Description of the task >>
In full and without deviation, write out the entries that follow.

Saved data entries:
________________

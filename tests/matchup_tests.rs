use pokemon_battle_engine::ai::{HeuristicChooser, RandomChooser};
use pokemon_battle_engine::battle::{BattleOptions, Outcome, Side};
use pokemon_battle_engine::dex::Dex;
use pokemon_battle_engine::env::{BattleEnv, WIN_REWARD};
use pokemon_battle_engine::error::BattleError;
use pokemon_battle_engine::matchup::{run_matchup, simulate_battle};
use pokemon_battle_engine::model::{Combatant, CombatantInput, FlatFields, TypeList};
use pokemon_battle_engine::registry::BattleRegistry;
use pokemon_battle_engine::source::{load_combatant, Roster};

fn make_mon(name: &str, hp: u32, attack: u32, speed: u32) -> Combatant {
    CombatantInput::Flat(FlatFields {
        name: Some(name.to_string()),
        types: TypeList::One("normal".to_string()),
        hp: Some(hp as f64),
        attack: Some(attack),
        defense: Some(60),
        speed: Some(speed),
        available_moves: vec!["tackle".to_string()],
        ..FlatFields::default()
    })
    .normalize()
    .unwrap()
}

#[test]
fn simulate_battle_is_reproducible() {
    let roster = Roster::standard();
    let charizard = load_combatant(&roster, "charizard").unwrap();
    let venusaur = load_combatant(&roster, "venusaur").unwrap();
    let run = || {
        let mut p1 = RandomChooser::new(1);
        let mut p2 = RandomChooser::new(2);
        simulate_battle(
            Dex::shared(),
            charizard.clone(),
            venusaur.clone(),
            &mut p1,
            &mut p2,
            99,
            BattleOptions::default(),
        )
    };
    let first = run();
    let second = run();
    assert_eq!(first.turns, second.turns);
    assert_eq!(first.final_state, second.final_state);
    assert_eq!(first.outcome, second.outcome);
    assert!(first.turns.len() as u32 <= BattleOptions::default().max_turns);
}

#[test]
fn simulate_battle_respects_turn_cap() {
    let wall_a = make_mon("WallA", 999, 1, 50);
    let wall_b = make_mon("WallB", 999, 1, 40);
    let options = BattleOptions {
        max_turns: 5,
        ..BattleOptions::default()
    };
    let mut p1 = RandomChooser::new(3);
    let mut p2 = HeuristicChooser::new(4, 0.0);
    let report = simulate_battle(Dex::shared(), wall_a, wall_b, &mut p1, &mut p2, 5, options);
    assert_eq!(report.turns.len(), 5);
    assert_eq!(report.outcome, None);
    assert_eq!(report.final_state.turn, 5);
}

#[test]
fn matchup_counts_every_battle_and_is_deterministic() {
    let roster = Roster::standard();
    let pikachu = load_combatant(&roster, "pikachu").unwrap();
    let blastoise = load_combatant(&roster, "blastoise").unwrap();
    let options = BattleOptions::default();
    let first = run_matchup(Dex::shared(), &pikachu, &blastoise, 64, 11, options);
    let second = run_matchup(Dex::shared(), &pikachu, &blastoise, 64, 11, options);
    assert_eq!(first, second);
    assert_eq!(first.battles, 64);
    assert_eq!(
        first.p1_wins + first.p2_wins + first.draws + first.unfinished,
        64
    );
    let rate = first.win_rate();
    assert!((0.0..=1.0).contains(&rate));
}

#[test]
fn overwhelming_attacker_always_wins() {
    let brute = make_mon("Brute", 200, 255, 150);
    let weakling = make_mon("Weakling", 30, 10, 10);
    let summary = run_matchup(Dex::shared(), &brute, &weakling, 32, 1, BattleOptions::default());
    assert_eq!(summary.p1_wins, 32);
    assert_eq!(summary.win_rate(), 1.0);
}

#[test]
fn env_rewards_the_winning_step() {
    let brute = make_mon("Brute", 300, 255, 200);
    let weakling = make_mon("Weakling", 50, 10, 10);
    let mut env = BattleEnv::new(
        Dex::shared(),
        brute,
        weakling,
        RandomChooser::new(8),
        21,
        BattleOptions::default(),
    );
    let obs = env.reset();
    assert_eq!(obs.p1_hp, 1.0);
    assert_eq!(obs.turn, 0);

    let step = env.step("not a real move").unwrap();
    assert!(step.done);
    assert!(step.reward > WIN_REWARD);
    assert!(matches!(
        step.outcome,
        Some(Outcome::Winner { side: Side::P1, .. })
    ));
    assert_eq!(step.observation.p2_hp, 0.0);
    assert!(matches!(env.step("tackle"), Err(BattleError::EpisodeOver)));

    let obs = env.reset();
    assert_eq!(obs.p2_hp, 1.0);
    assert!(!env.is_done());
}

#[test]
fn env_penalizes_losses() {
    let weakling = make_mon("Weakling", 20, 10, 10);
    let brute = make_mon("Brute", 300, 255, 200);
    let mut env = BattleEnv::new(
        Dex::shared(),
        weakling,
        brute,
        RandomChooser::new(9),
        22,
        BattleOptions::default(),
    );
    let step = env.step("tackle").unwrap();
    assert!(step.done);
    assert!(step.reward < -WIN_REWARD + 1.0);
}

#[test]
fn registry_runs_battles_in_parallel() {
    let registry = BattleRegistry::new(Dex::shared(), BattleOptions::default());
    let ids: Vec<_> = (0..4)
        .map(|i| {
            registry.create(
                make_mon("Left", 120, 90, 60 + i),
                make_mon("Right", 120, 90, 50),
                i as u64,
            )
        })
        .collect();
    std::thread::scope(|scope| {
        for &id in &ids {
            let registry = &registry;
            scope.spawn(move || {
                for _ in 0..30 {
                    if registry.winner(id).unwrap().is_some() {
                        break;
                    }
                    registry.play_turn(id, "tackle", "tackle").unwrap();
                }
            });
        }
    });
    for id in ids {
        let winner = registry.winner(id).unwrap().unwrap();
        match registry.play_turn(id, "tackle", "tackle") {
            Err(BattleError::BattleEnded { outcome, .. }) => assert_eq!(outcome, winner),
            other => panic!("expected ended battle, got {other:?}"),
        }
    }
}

________________

Solution to this exercise >>
filename tests/matchup_tests.rs
use pokemon_battle_engine::ai::{HeuristicChooser, RandomChooser};
use pokemon_battle_engine::battle::{BattleOptions, Outcome, Side};
use pokemon_battle_engine::dex::Dex;
use pokemon_battle_engine::env::{BattleEnv, WIN_REWARD};
use pokemon_battle_engine::error::BattleError;
use pokemon_battle_engine::matchup::{run_matchup, simulate_battle};
use pokemon_battle_engine::model::{Combatant, CombatantInput, FlatFields, TypeList};
use pokemon_battle_engine::registry::BattleRegistry;
use pokemon_battle_engine::source::{load_combatant, Roster};

fn make_mon(name: &str, hp: u32, attack: u32, speed: u32) -> Combatant {
    CombatantInput::Flat(FlatFields {
        name: Some(name.to_string()),
        types: TypeList::One("normal".to_string()),
        hp: Some(hp as f64),
        attack: Some(attack),
        defense: Some(60),
        speed: Some(speed),
        available_moves: vec!["tackle".to_string()],
        ..FlatFields::default()
    })
    .normalize()
    .unwrap()
}

#[test]
fn simulate_battle_is_reproducible() {
    let roster = Roster::standard();
    let charizard = load_combatant(&roster, "charizard").unwrap();
    let venusaur = load_combatant(&roster, "venusaur").unwrap();
    let run = || {
        let mut p1 = RandomChooser::new(1);
        let mut p2 = RandomChooser::new(2);
        simulate_battle(
            Dex::shared(),
            charizard.clone(),
            venusaur.clone(),
            &mut p1,
            &mut p2,
            99,
            BattleOptions::default(),
        )
    };
    let first = run();
    let second = run();
    assert_eq!(first.turns, second.turns);
    assert_eq!(first.final_state, second.final_state);
    assert_eq!(first.outcome, second.outcome);
    assert!(first.turns.len() as u32 <= BattleOptions::default().max_turns);
}

#[test]
fn simulate_battle_respects_turn_cap() {
    let wall_a = make_mon("WallA", 999, 1, 50);
    let wall_b = make_mon("WallB", 999, 1, 40);
    let options = BattleOptions {
        max_turns: 5,
        ..BattleOptions::default()
    };
    let mut p1 = RandomChooser::new(3);
    let mut p2 = HeuristicChooser::new(4, 0.0);
    let report = simulate_battle(Dex::shared(), wall_a, wall_b, &mut p1, &mut p2, 5, options);
    assert_eq!(report.turns.len(), 5);
    assert_eq!(report.outcome, None);
    assert_eq!(report.final_state.turn, 5);
}

#[test]
fn matchup_counts_every_battle_and_is_deterministic() {
    let roster = Roster::standard();
    let pikachu = load_combatant(&roster, "pikachu").unwrap();
    let blastoise = load_combatant(&roster, "blastoise").unwrap();
    let options = BattleOptions::default();
    let first = run_matchup(Dex::shared(), &pikachu, &blastoise, 64, 11, options);
    let second = run_matchup(Dex::shared(), &pikachu, &blastoise, 64, 11, options);
    assert_eq!(first, second);
    assert_eq!(first.battles, 64);
    assert_eq!(
        first.p1_wins + first.p2_wins + first.draws + first.unfinished,
        64
    );
    let rate = first.win_rate();
    assert!((0.0..=1.0).contains(&rate));
}

#[test]
fn overwhelming_attacker_always_wins() {
    let brute = make_mon("Brute", 200, 255, 150);
    let weakling = make_mon("Weakling", 30, 10, 10);
    let summary = run_matchup(Dex::shared(), &brute, &weakling, 32, 1, BattleOptions::default());
    assert_eq!(summary.p1_wins, 32);
    assert_eq!(summary.win_rate(), 1.0);
}

#[test]
fn env_rewards_the_winning_step() {
    let brute = make_mon("Brute", 300, 255, 200);
    let weakling = make_mon("Weakling", 50, 10, 10);
    let mut env = BattleEnv::new(
        Dex::shared(),
        brute,
        weakling,
        RandomChooser::new(8),
        21,
        BattleOptions::default(),
    );
    let obs = env.reset();
    assert_eq!(obs.p1_hp, 1.0);
    assert_eq!(obs.turn, 0);

    let step = env.step("not a real move").unwrap();
    assert!(step.done);
    assert!(step.reward > WIN_REWARD);
    assert!(matches!(
        step.outcome,
        Some(Outcome::Winner { side: Side::P1, .. })
    ));
    assert_eq!(step.observation.p2_hp, 0.0);
    assert!(matches!(env.step("tackle"), Err(BattleError::EpisodeOver)));

    let obs = env.reset();
    assert_eq!(obs.p2_hp, 1.0);
    assert!(!env.is_done());
}

#[test]
fn env_penalizes_losses() {
    let weakling = make_mon("Weakling", 20, 10, 10);
    let brute = make_mon("Brute", 300, 255, 200);
    let mut env = BattleEnv::new(
        Dex::shared(),
        weakling,
        brute,
        RandomChooser::new(9),
        22,
        BattleOptions::default(),
    );
    let step = env.step("tackle").unwrap();
    assert!(step.done);
    assert!(step.reward < -WIN_REWARD + 1.0);
}

#[test]
fn registry_runs_battles_in_parallel() {
    let registry = BattleRegistry::new(Dex::shared(), BattleOptions::default());
    let ids: Vec<_> = (0..4)
        .map(|i| {
            registry.create(
                make_mon("Left", 120, 90, 60 + i),
                make_mon("Right", 120, 90, 50),
                i as u64,
            )
        })
        .collect();
    std::thread::scope(|scope| {
        for &id in &ids {
            let registry = &registry;
            scope.spawn(move || {
                for _ in 0..30 {
                    if registry.winner(id).unwrap().is_some() {
                        break;
                    }
                    registry.play_turn(id, "tackle", "tackle").unwrap();
                }
            });
        }
    });
    for id in ids {
        let winner = registry.winner(id).unwrap().unwrap();
        match registry.play_turn(id, "tackle", "tackle") {
            Err(BattleError::BattleEnded { outcome, .. }) => assert_eq!(outcome, winner),
            other => panic!("expected ended battle, got {other:?}"),
        }
    }
}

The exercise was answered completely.